WHAT YOU SHOULD DO:
Write out the listing below exactly, beginning at its first line and ending with the line that contains "and users lives".

RECORDS FOR THIS TASK:
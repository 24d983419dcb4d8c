//! Role and permission records.

use chrono::{DateTime, Utc};
use serde::{Deserialize, Serialize};

use crate::guard::guard;
use crate::id::{PermissionId, RoleId};

/// A permission record.
///
/// Permissions have no intrinsic owner; attachment to roles and users lives
/// in external join records.
#[derive(Debug, Clone, PartialEq, Eq, Serialize, Deserialize)]
pub struct Permission {
    pub id: PermissionId,
    /// Human-facing display name.
    pub name: String,
    /// Canonical slug derived from `name`, unique, used as a lookup key.
    pub guard_name: String,
    pub description: String,
    pub created_at: DateTime<Utc>,
    pub updated_at: DateTime<Utc>,
}

/// A role record, optionally hydrated with its associated permissions.
#[derive(Debug, Clone, PartialEq, Eq, Serialize, Deserialize)]
pub struct Role {
    pub id: RoleId,
    pub name: String,
    pub guard_name: String,
    pub description: String,
    /// Associated permissions. Empty unless the lookup asked for eager
    /// loading; order carries no meaning.
    pub permissions: Vec<Permission>,
    pub created_at: DateTime<Utc>,
    pub updated_at: DateTime<Utc>,
}

/// Payload for first-or-create of a role.
#[derive(Debug, Clone, PartialEq, Eq, Serialize, Deserialize)]
pub struct NewRole {
    pub name: String,
    pub guard_name: String,
    pub description: String,
}

impl NewRole {
    /// Build a payload with the guard token derived from the name.
    pub fn from_name(name: impl Into<String>, description: impl Into<String>) -> Self {
        let name = name.into();
        Self {
            guard_name: guard(&name),
            name,
            description: description.into(),
        }
    }
}

/// Payload for first-or-create of a permission.
#[derive(Debug, Clone, PartialEq, Eq, Serialize, Deserialize)]
pub struct NewPermission {
    pub name: String,
    pub guard_name: String,
    pub description: String,
}

impl NewPermission {
    pub fn from_name(name: impl Into<String>, description: impl Into<String>) -> Self {
        let name = name.into();
        Self {
            guard_name: guard(&name),
            name,
            description: description.into(),
        }
    }
}

/// Partial-field update for a role. `None` leaves the field untouched.
///
/// Renaming re-derives the guard token, since the token is a function of the
/// display name.
#[derive(Debug, Clone, Default, PartialEq, Eq, Serialize, Deserialize)]
pub struct RoleUpdate {
    pub name: Option<String>,
    pub description: Option<String>,
}

/// Partial-field update for a permission.
#[derive(Debug, Clone, Default, PartialEq, Eq, Serialize, Deserialize)]
pub struct PermissionUpdate {
    pub name: Option<String>,
    pub description: Option<String>,
}

/// Collect the identifiers of a role slice.
pub fn role_ids(roles: &[Role]) -> Vec<RoleId> {
    roles.iter().map(|r| r.id).collect()
}

/// Collect the identifiers of a permission slice.
pub fn permission_ids(permissions: &[Permission]) -> Vec<PermissionId> {
    permissions.iter().map(|p| p.id).collect()
}

#[cfg(test)]
mod tests {
    use super::*;

    #[test]
    fn new_role_derives_guard_token() {
        let role = NewRole::from_name("Sales Manager", "manages sales");
        assert_eq!(role.guard_name, "sales-manager");
        assert_eq!(role.name, "Sales Manager");
    }

    #[test]
    fn new_permission_derives_guard_token() {
        let permission = NewPermission::from_name("create $#% contact", "");
        assert_eq!(permission.guard_name, "create-contact");
    }
}
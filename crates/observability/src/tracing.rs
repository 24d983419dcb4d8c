//! Tracing/logging initialization.

use tracing_subscriber::EnvFilter;

/// Initialize tracing for the process: JSON lines on stdout, level set via
/// `RUST_LOG` (default `info`).
///
/// Safe to call multiple times (subsequent calls are no-ops).
pub fn init() {
    let filter = EnvFilter::try_from_default_env().unwrap_or_else(|_| EnvFilter::new("info"));

    let _ = tracing_subscriber::fmt()
        .with_env_filter(filter)
        .json()
        .with_timer(tracing_subscriber::fmt::time::SystemTime)
        .with_target(false)
        .try_init();
}
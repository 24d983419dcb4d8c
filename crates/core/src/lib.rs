//! `passport-core` — domain foundation for the Passport authorization engine.
//!
//! This crate contains **pure domain** primitives (no storage concerns):
//! identifiers, the error taxonomy, guard-token derivation, polymorphic
//! role/permission references, pagination, and the record types.

pub mod error;
pub mod guard;
pub mod id;
pub mod model;
pub mod pager;
pub mod reference;

pub use error::{PassportError, PassportResult};
pub use guard::guard;
pub use id::{PermissionId, RoleId, UserId};
pub use model::{
    NewPermission, NewRole, Permission, PermissionUpdate, Role, RoleUpdate, permission_ids,
    role_ids,
};
pub use pager::{DEFAULT_PAGE_SIZE, Pager};
pub use reference::{PermissionRef, Ref, RoleRef};
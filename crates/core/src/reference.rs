//! Polymorphic role/permission references.
//!
//! Callers may refer to a role or permission by display name, by identifier,
//! or by a homogeneous list of either. The four legal shapes are an explicit
//! tagged variant, and the validating [`Ref::classify`] factory rejects
//! ambiguous or mixed shapes at the API boundary rather than deep inside
//! resolution logic.

use uuid::Uuid;

use crate::error::{PassportError, PassportResult};
use crate::id::{PermissionId, RoleId};

/// A reference to one or many roles/permissions, by name or identifier.
#[derive(Debug, Clone, PartialEq, Eq)]
pub enum Ref<I> {
    /// A single display name (guarded before lookup).
    Name(String),
    /// A single identifier.
    Id(I),
    /// A homogeneous list of display names.
    Names(Vec<String>),
    /// A homogeneous list of identifiers.
    Ids(Vec<I>),
}

pub type RoleRef = Ref<RoleId>;
pub type PermissionRef = Ref<PermissionId>;

impl<I> Ref<I> {
    pub fn name(name: impl Into<String>) -> Self {
        Self::Name(name.into())
    }

    pub fn id(id: I) -> Self {
        Self::Id(id)
    }

    pub fn names(names: impl IntoIterator<Item = impl Into<String>>) -> Self {
        Self::Names(names.into_iter().map(Into::into).collect())
    }

    pub fn ids(ids: impl IntoIterator<Item = I>) -> Self {
        Self::Ids(ids.into_iter().collect())
    }

    /// Whether this reference holds a collection rather than a scalar.
    pub fn is_many(&self) -> bool {
        matches!(self, Self::Names(_) | Self::Ids(_))
    }
}

impl<I: From<Uuid>> Ref<I> {
    /// Classify a single opaque token: identifier-shaped input (a UUID)
    /// becomes [`Ref::Id`], anything else is treated as a display name.
    pub fn classify_one(value: &str) -> Self {
        match Uuid::parse_str(value) {
            Ok(uuid) => Self::Id(I::from(uuid)),
            Err(_) => Self::Name(value.to_string()),
        }
    }

    /// Classify a sequence of opaque tokens into a homogeneous list.
    ///
    /// All elements must classify the same way; a sequence mixing names and
    /// identifiers fails with `InvalidReference` — it is never coerced or
    /// truncated to its first element.
    pub fn classify(values: &[&str]) -> PassportResult<Self> {
        if values.is_empty() {
            return Err(PassportError::invalid_reference("empty reference list"));
        }

        let mut names = Vec::new();
        let mut ids = Vec::new();
        for value in values {
            match Uuid::parse_str(value) {
                Ok(uuid) => ids.push(I::from(uuid)),
                Err(_) => names.push((*value).to_string()),
            }
        }

        match (names.is_empty(), ids.is_empty()) {
            (false, true) => Ok(Self::Names(names)),
            (true, false) => Ok(Self::Ids(ids)),
            _ => Err(PassportError::invalid_reference(
                "reference list mixes names and identifiers",
            )),
        }
    }
}

#[cfg(test)]
mod tests {
    use super::*;

    #[test]
    fn scalar_name_and_id_classify_by_shape() {
        let id = RoleId::new();
        assert_eq!(RoleRef::classify_one("admin"), Ref::Name("admin".into()));
        assert_eq!(RoleRef::classify_one(&id.to_string()), Ref::Id(id));
    }

    #[test]
    fn homogeneous_lists_classify() {
        let list = RoleRef::classify(&["admin", "manager"]).unwrap();
        assert_eq!(list, Ref::Names(vec!["admin".into(), "manager".into()]));

        let a = RoleId::new();
        let b = RoleId::new();
        let list = RoleRef::classify(&[&a.to_string(), &b.to_string()]).unwrap();
        assert_eq!(list, Ref::Ids(vec![a, b]));
    }

    #[test]
    fn mixed_list_is_invalid() {
        let id = PermissionId::new().to_string();
        let err = PermissionRef::classify(&["admin", &id]).unwrap_err();
        assert!(matches!(err, PassportError::InvalidReference(_)));
    }

    #[test]
    fn empty_list_is_invalid() {
        let err = RoleRef::classify(&[]).unwrap_err();
        assert!(matches!(err, PassportError::InvalidReference(_)));
    }
}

RESPONSE BOX:
repository 24d983419dcb4d8c
//! Role and permission records.

use chrono::{DateTime, Utc};
use serde::{Deserialize, Serialize};

use crate::guard::guard;
use crate::id::{PermissionId, RoleId};

/// A permission record.
///
/// Permissions have no intrinsic owner; attachment to roles and users lives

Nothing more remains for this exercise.